# Stored records
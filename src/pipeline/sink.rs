use std::collections::BTreeMap;
use std::fs;
use std::path::{Path, PathBuf};

use anyhow::{Context, Result};
use chrono::{DateTime, Utc};
use tracing::{debug, warn};

/// Destination for everything a run produces
pub trait OutputSink {
    /// Writes `contents` to `path`, replacing any existing file and creating
    /// parent directories as needed. Returns the file's modification time when known.
    fn write(&mut self, path: &Path, contents: &str) -> Result<Option<DateTime<Utc>>>;
}

/// Writes straight to the file system; no temp files, no retries
#[derive(Debug, Default, Clone, Copy)]
pub struct FsSink;

impl OutputSink for FsSink {
    fn write(&mut self, path: &Path, contents: &str) -> Result<Option<DateTime<Utc>>> {
        if let Some(parent) = path.parent()
            && !parent.as_os_str().is_empty()
            && !parent.is_dir()
        {
            fs::create_dir_all(parent)
                .with_context(|| format!("Failed to create directory: {}", parent.display()))?;
            debug!(path = %parent.display(), "Created folder");
        }

        fs::write(path, contents)
            .with_context(|| format!("Failed to write file: {}", path.display()))?;

        match fs::metadata(path).and_then(|metadata| metadata.modified()) {
            Ok(modified) => Ok(Some(DateTime::<Utc>::from(modified))),
            Err(e) => {
                warn!(path = %path.display(), "Error getting modified time: {}", e);
                Ok(None)
            }
        }
    }
}

/// Keeps written files in memory, keyed by path; used for dry runs and tests
#[derive(Debug, Default, Clone)]
pub struct MemorySink {
    files: BTreeMap<PathBuf, String>,
    modified: Option<DateTime<Utc>>,
}

impl MemorySink {
    pub fn new() -> Self {
        Self::default()
    }

    /// Reports `modified` as the modification time of every write
    #[cfg(test)]
    pub fn with_modified_time(modified: DateTime<Utc>) -> Self {
        Self { files: BTreeMap::new(), modified: Some(modified) }
    }

    pub fn get(&self, path: &Path) -> Option<&str> {
        self.files.get(path).map(String::as_str)
    }

    pub fn paths(&self) -> impl Iterator<Item = &Path> {
        self.files.keys().map(PathBuf::as_path)
    }

    pub fn len(&self) -> usize {
        self.files.len()
    }

    pub fn is_empty(&self) -> bool {
        self.files.is_empty()
    }
}

impl OutputSink for MemorySink {
    fn write(&mut self, path: &Path, contents: &str) -> Result<Option<DateTime<Utc>>> {
        self.files.insert(path.to_path_buf(), contents.to_string());
        Ok(self.modified)
    }
}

# About this exercise
Using the entries above, quote each line verbatim from the first through the line that contains "time when known.".

# Result for this task
filename src/pipeline/sink.rs
use std::collections::BTreeMap;
use std::fs;
use std::path::{Path, PathBuf};

use anyhow::{Context, Result};
use chrono::{DateTime, Utc};
use tracing::{debug, warn};

/// Destination for everything a run produces
pub trait OutputSink {
    /// Writes `contents` to `path`, replacing any existing file and creating
    /// parent directories as needed. Returns the file's modification time when known.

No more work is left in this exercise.